Indeed Johnson was very sensible how much he owed to Mr, Hunter. Mr. Langton one day asked him how he had acquired so accurate a knowledge of Latin, in which, I believe, he was exceeded by no man of his time; he said, 'My master whipt me very well. Without that. Sir, I should have done nothing.' He told Mr. Langton, that while Hunter was flogging his boys unmercifully, he used to say, 'And this I do to save you from the gallows.' Johnson, upon all occasions, expressed his approbation of enforcing instruction by means of the rod[2]. I would rather (said he)

  1. A tradition had reached Johnson through his school-fellow Andrew Corbet that Addison had been at the school and had been the leader in a barring out. (Johnson's Works,vii. 419). Garrick entered the school about two years after Johnson left.

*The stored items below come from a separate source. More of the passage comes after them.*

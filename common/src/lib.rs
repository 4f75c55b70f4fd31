//! Shared model and state machine for the site's browser front end.
//!
//! Nothing in this crate touches the DOM or the network: the `frontend` crate
//! performs the I/O and feeds the results into the transitions defined here.

pub mod config;
pub mod console;
pub mod forms;
pub mod model;
pub mod requests;
pub mod routes;
//! Calls behind the public card pages.

use gloo_net::http::Request;

use common::model::card::{cards_url, Card};
use common::model::record_type::RecordType;
use common::model::tale::{add_tale_url, AddTaleRequest};

use super::{check, decode, logged, ApiError};

/// `GET /{type}/data`
pub async fn list_cards(record_type: &RecordType) -> Result<Vec<Card>, ApiError> {
    let url = cards_url(record_type);
    let result = async {
        let response = check(Request::get(&url).send().await?).await?;
        decode::<Vec<Card>>(response).await
    }
    .await;
    logged(&format!("GET {}", url), result)
}

/// `POST /{type}/addTale`
pub async fn add_tale(record_type: &RecordType, tale: &AddTaleRequest) -> Result<(), ApiError> {
    let url = add_tale_url(record_type);
    let result = async {
        let response = Request::post(&url).json(tale)?.send().await?;
        check(response).await?;
        Ok::<_, ApiError>(())
    }
    .await;
    logged(&format!("POST {}", url), result)
}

According to Garrick's biographer, Tom Davies (p. 3),'Hunter was an odd mixture of the pedant and the sportsman. Happy was the boy who could slily inform his offended master where a covey of partridges was to be found; this notice was a certain pledge of his pardon.' Lord Campbell in his Lives of the Chief Justices, ii. 279, says:—'Hunter is celebrated for having flogged seven boys who afterwards sat as judges in the superior courts at Westminster at the same time. Among these were Chief Justice Wilmot, Lord Chancellor Northington. Sir T. Clarke, Master of the Rolls, Chief Justice Willes, and Chief Baron Parker. It is remarkable that, although Johnson and Wilmot were several years class-fellows at Lichfield, there never seems to have been the slightest intercourse between them in after life; but the Chief Justice used frequently to mention the Lexicographer as "a long, lank, lounging boy, whom he distinctly remembered to have been punished by Hunter for idleness."' Lord Campbell blunders here. Northington and Clarke were from Westminster School(Campbell's Chancellors,v. 176). The school-house, famous though it was, was allowed to fall into decay. A writer in the Gent. Mag. in 1794 (p. 413) says that ' it is now in a state of dilapidation, and unfit for the use of either the master or boys.'
  2. Johnson's observation to Dr. Rose, on this subject, deserves to be recorded. Rose was praising the mild treatment of children at school, at a time when flogging began to be less practised than formerly: 'But then,(said Johnson,) they get nothing else: and what they gain at one end, they lose at the other.' Burney. See Post, under Dec. 17. 1775.